In this special episode of People I (Mostly) Admire, Steve Levitt speaks with the palliative physician B.J. Miller about modern medicine’s goal of “protecting a pulse at all costs.” Is there a better, even beautiful way to think about death and dying?
Hey there, it's Steven Dubner.
In our last episode, we gave you a special holiday Treat, an episode of Freakonomics MD, the newest podcast in our growing Freakonomics radio network.
This week, another treat, an episode from one of the other podcasts in our network.
It is called people I mostly admire.
You can get this show on any podcast app for free, and if you don't already subscribe, I'd encourage you in the strongest way possible to do so.
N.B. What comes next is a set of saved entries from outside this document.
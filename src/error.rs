//! Error type for view construction and parameter changes.

use std::fmt;

/// What: Error type covering misconfigured views and rejected parameter changes.
///
/// Inputs: Generated by `View::new`, `View::set_filter`, and `View::set_sort_key`.
///
/// Output: Implements `Display`/`Error` for ergonomic propagation.
///
/// Details:
/// - `InvalidConfiguration` is fatal to construction.
/// - `UnknownSortKey`, `UnknownFilterName`, and `InvalidFilterValue` leave the
///   view untouched; they only report the misuse to the caller.
#[derive(Debug, Clone, PartialEq, Eq)]
pub enum ViewError {
    /// The view configuration cannot produce a working pipeline.
    InvalidConfiguration {
        /// Human-readable description of the offending declaration.
        reason: String,
    },
    /// `set_sort_key` was called with a name the configuration does not declare.
    UnknownSortKey(String),
    /// `set_filter` was called with a name the configuration does not declare.
    UnknownFilterName(String),
    /// `set_filter` was called with a value of a different kind than the
    /// filter's default (text for a flag filter, or the reverse).
    InvalidFilterValue {
        /// Declared filter name.
        name: String,
        /// Rejected value, as displayed.
        value: String,
    },
}

impl ViewError {
    /// Shorthand for building an `InvalidConfiguration` error.
    pub(crate) fn invalid(reason: impl Into<String>) -> Self {
        Self::InvalidConfiguration {
            reason: reason.into(),
        }
    }
}

impl fmt::Display for ViewError {
    fn fmt(&self, f: &mut fmt::Formatter<'_>) -> fmt::Result {
        match self {
            Self::InvalidConfiguration { reason } => {
                write!(f, "invalid view configuration: {reason}")
            }
            Self::UnknownSortKey(name) => write!(f, "unknown sort key \"{name}\""),
            Self::UnknownFilterName(name) => write!(f, "unknown filter \"{name}\""),
            Self::InvalidFilterValue { name, value } => {
                write!(f, "invalid value \"{value}\" for filter \"{name}\"")
            }
        }
    }
}

impl std::error::Error for ViewError {}

#[cfg(test)]
mod tests {
    use super::ViewError;

    #[test]
    /// What: Display strings name the offending key so CLI users can correct typos.
    ///
    /// - Input: One instance of each variant
    /// - Output: Messages contain the variant-specific payload
    fn view_error_display_includes_payload() {
        assert_eq!(
            ViewError::invalid("sort key \"price\" has no comparator").to_string(),
            "invalid view configuration: sort key \"price\" has no comparator"
        );
        assert_eq!(
            ViewError::UnknownSortKey("size".into()).to_string(),
            "unknown sort key \"size\""
        );
        assert_eq!(
            ViewError::UnknownFilterName("colour".into()).to_string(),
            "unknown filter \"colour\""
        );
        assert_eq!(
            ViewError::InvalidFilterValue {
                name: "in_stock".into(),
                value: "yes".into()
            }
            .to_string(),
            "invalid value \"yes\" for filter \"in_stock\""
        );
    }
}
People I mostly admire is near to my heart because it's hosted by this guy.
My name is Steve Levitt and I am a professor of economics at the University of Chicago.
I am best known for co authoring freakonomics with Steven Dubner.
So Levitt, how do you think about the differences between people I mostly admire in freakonomics radio?
I think we have a very similar view of the world, in part because we've worked together so much over the last 15 or 20 years, and I think of free economics radio as the journalistic version of the way we think.
And people I mostly admire is the non journalistic version.
You know, my personality, I don't put a big value on being unbiased, so I get a little leeway to go out and be a crazy academic.
Levitt, I have to say, I thought I knew you pretty well, and yet I feel like every week on the show I learn something about you, and I love it.
I really appreciate how much you're willing to open your mind and your heart and the weirdest parts of you.
I think I don't have as much shame about the weird parts of me as most people do.
Also, it's a bit cathartic for me, the podcast, because for so long I was single mindedly devoted to producing economic research, and that endeavor was so all consuming that I put a lot of other parts of me aside.
So it has been such a joy to step back from being a producer of knowledge to just being able to do this podcast where my role isn't to have great ideas, my role is to try to find people who have great ideas and bring those ideas to light.
I think that's part of why a different side of me is coming out, because there is a kinder, gentler version of me.
I just was hiding it from everybody.
There was a conversation you had a few months ago with your fellow economist Ed Glaser.